*Task statement:* Would you write out the entries below, every one of them, exactly?

----

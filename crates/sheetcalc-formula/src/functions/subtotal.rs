//! SUBTOTAL
//!
//! `SUBTOTAL(code, ref1, ...)` aggregates its references with one of eleven
//! functions. Codes 1-11 use every cell; codes 101-111 also skip rows that
//! are hidden. Cells whose own formula calls SUBTOTAL or AGGREGATE are
//! always skipped so nested subtotals are not counted twice.

use super::{math, statistical, EagerFn};
use crate::ast::Expr;
use crate::coerce::numeric::validate_numeric_null_bool;
use crate::context::{EvaluationContext, Reference};
use crate::error::FormulaResult;
use crate::evaluator::{evaluate, resolve_reference};
use crate::value::{Array, Value};
use lazy_regex::regex_is_match;
use sheetcalc_core::ErrorCode;

/// The aggregate a SUBTOTAL code selects
#[derive(Debug, Clone, Copy, PartialEq, Eq)]
pub enum AggregateCode {
    Average = 1,
    Count,
    CountA,
    Max,
    Min,
    Product,
    StDev,
    StDevP,
    Sum,
    Var,
    VarP,
}

/// Implementations indexed by `code - 1`
static AGGREGATES: [EagerFn; 11] = [
    statistical::fn_average,
    statistical::fn_count,
    statistical::fn_counta,
    statistical::fn_max,
    statistical::fn_min,
    math::fn_product,
    statistical::fn_stdev,
    statistical::fn_stdevp,
    math::fn_sum,
    statistical::fn_var,
    statistical::fn_varp,
];

impl AggregateCode {
    pub const ALL: [AggregateCode; 11] = [
        AggregateCode::Average,
        AggregateCode::Count,
        AggregateCode::CountA,
        AggregateCode::Max,
        AggregateCode::Min,
        AggregateCode::Product,
        AggregateCode::StDev,
        AggregateCode::StDevP,
        AggregateCode::Sum,
        AggregateCode::Var,
        AggregateCode::VarP,
    ];

    /// Map 1..=11 to an aggregate
    pub fn from_code(code: i64) -> Option<Self> {
        usize::try_from(code)
            .ok()
            .and_then(|code| code.checked_sub(1))
            .and_then(|index| Self::ALL.get(index).copied())
    }

    pub fn code(self) -> i64 {
        self as i64
    }

    pub fn implementation(self) -> EagerFn {
        AGGREGATES[self as usize - 1]
    }
}

/// A formula that itself computes a subtotal
fn is_nested_subtotal(formula: &str) -> bool {
    regex_is_match!(r"^=.*\b(SUBTOTAL|AGGREGATE)\s*\("i, formula)
}

/// Read the cells of a reference that survive filtering
///
/// Returns `None` when every cell was filtered out.
fn visible_values(reference: &Reference, skip_hidden: bool, ctx: &EvaluationContext) -> Option<Value> {
    let resolver = ctx.resolver;
    let sheet = reference.sheet;
    let mut hidden = 0usize;
    let mut nested = 0usize;
    let mut values = Vec::new();

    for addr in reference.range.cells() {
        if skip_hidden && resolver.is_row_hidden(sheet, addr.row) {
            hidden += 1;
            continue;
        }
        if resolver
            .cell_formula(sheet, addr.row, addr.col)
            .map_or(false, is_nested_subtotal)
        {
            nested += 1;
            continue;
        }
        values.push(resolver.cell_value(sheet, addr.row, addr.col));
    }

    tracing::debug!(
        "SUBTOTAL over {}: {} cells kept, {} hidden, {} nested subtotals",
        reference.range,
        values.len(),
        hidden,
        nested
    );

    if values.is_empty() {
        return None;
    }
    let count = values.len();
    Some(Value::Array(Array::new(1, count, values)))
}

/// SUBTOTAL(function_code, ref1, [ref2], ...)
pub fn fn_subtotal(args: &[Expr], ctx: &EvaluationContext) -> FormulaResult<Value> {
    let code = evaluate(&args[0], ctx)?;
    let code = match code.as_scalar() {
        Value::Array(_) => return Ok(Value::Error(ErrorCode::Value)),
        scalar => match validate_numeric_null_bool(scalar) {
            Ok(code) => code.trunc() as i64,
            Err(e) => return Ok(Value::Error(e)),
        },
    };

    let skip_hidden = code > 100;
    let Some(aggregate) = AggregateCode::from_code(if skip_hidden { code - 100 } else { code }) else {
        return Ok(Value::Error(ErrorCode::Value));
    };

    let mut operands = Vec::with_capacity(args.len() - 1);
    for arg in &args[1..] {
        let reference = match arg {
            Expr::Reference(range_ref) => match resolve_reference(range_ref, ctx) {
                Ok(reference) => Some(reference),
                Err(err) => return Ok(Value::Error(err.error_code())),
            },
            Expr::Name(name) => match ctx.resolver.resolve_name(name) {
                Some(reference) => Some(reference),
                None => return Ok(Value::Error(ErrorCode::Name)),
            },
            _ => None,
        };
        match reference {
            Some(reference) => operands.extend(visible_values(&reference, skip_hidden, ctx)),
            None => operands.push(evaluate(arg, ctx)?),
        }
    }

    Ok(aggregate.implementation()(&operands, ctx))
}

----

*Written response:*
filename crates/sheetcalc-formula/src/functions/subtotal.rs
//! SUBTOTAL
//!
//! `SUBTOTAL(code, ref1, ...)` aggregates its references with one of eleven
//! functions. Codes 1-11 use every cell; codes 101-111 also skip rows that
//! are hidden. Cells whose own formula calls SUBTOTAL or AGGREGATE are
//! always skipped so nested subtotals are not counted twice.

use super::{math, statistical, EagerFn};
use crate::ast::Expr;
use crate::coerce::numeric::validate_numeric_null_bool;
use crate::context::{EvaluationContext, Reference};
use crate::error::FormulaResult;
use crate::evaluator::{evaluate, resolve_reference};
use crate::value::{Array, Value};
use lazy_regex::regex_is_match;
use sheetcalc_core::ErrorCode;

/// The aggregate a SUBTOTAL code selects
#[derive(Debug, Clone, Copy, PartialEq, Eq)]
pub enum AggregateCode {
    Average = 1,
    Count,
    CountA,
    Max,
    Min,
    Product,
    StDev,
    StDevP,
    Sum,
    Var,
    VarP,
}

/// Implementations indexed by `code - 1`
static AGGREGATES: [EagerFn; 11] = [
    statistical::fn_average,
    statistical::fn_count,
    statistical::fn_counta,
    statistical::fn_max,
    statistical::fn_min,
    math::fn_product,
    statistical::fn_stdev,
    statistical::fn_stdevp,
    math::fn_sum,
    statistical::fn_var,
    statistical::fn_varp,
];

impl AggregateCode {
    pub const ALL: [AggregateCode; 11] = [
        AggregateCode::Average,
        AggregateCode::Count,
        AggregateCode::CountA,
        AggregateCode::Max,
        AggregateCode::Min,
        AggregateCode::Product,
        AggregateCode::StDev,
        AggregateCode::StDevP,
        AggregateCode::Sum,
        AggregateCode::Var,
        AggregateCode::VarP,
    ];

    /// Map 1..=11 to an aggregate
    pub fn from_code(code: i64) -> Option<Self> {
        usize::try_from(code)
            .ok()
            .and_then(|code| code.checked_sub(1))
            .and_then(|index| Self::ALL.get(index).copied())
    }

    pub fn code(self) -> i64 {
        self as i64
    }

    pub fn implementation(self) -> EagerFn {
        AGGREGATES[self as usize - 1]
    }
}

/// A formula that itself computes a subtotal
fn is_nested_subtotal(formula: &str) -> bool {
    regex_is_match!(r"^=.*\b(SUBTOTAL|AGGREGATE)\s*\("i, formula)
}

/// Read the cells of a reference that survive filtering
///
/// Returns `None` when every cell was filtered out.
fn visible_values(reference: &Reference, skip_hidden: bool, ctx: &EvaluationContext) -> Option<Value> {
    let resolver = ctx.resolver;
    let sheet = reference.sheet;
    let mut hidden = 0usize;
    let mut nested = 0usize;
    let mut values = Vec::new();

    for addr in reference.range.cells() {
        if skip_hidden && resolver.is_row_hidden(sheet, addr.row) {
            hidden += 1;
            continue;
        }
        if resolver
            .cell_formula(sheet, addr.row, addr.col)
            .map_or(false, is_nested_subtotal)
        {
            nested += 1;
            continue;
        }
        values.push(resolver.cell_value(sheet, addr.row, addr.col));
    }

    tracing::debug!(
        "SUBTOTAL over {}: {} cells kept, {} hidden, {} nested subtotals",
        reference.range,
        values.len(),
        hidden,
        nested
    );

    if values.is_empty() {
        return None;
    }
    let count = values.len();
    Some(Value::Array(Array::new(1, count, values)))
}

/// SUBTOTAL(function_code, ref1, [ref2], ...)
pub fn fn_subtotal(args: &[Expr], ctx: &EvaluationContext) -> FormulaResult<Value> {
    let code = evaluate(&args[0], ctx)?;
    let code = match code.as_scalar() {
        Value::Array(_) => return Ok(Value::Error(ErrorCode::Value)),
        scalar => match validate_numeric_null_bool(scalar) {
            Ok(code) => code.trunc() as i64,
            Err(e) => return Ok(Value::Error(e)),
        },
    };

    let skip_hidden = code > 100;
    let Some(aggregate) = AggregateCode::from_code(if skip_hidden { code - 100 } else { code }) else {
        return Ok(Value::Error(ErrorCode::Value));
    };

    let mut operands = Vec::with_capacity(args.len() - 1);
    for arg in &args[1..] {
        let reference = match arg {
            Expr::Reference(range_ref) => match resolve_reference(range_ref, ctx) {
                Ok(reference) => Some(reference),
                Err(err) => return Ok(Value::Error(err.error_code())),
            },
            Expr::Name(name) => match ctx.resolver.resolve_name(name) {
                Some(reference) => Some(reference),
                None => return Ok(Value::Error(ErrorCode::Name)),
            },
            _ => None,
        };
        match reference {
            Some(reference) => operands.extend(visible_values(&reference, skip_hidden, ctx)),
            None => operands.push(evaluate(arg, ctx)?),
        }
    }

    Ok(aggregate.implementation()(&operands, ctx))
}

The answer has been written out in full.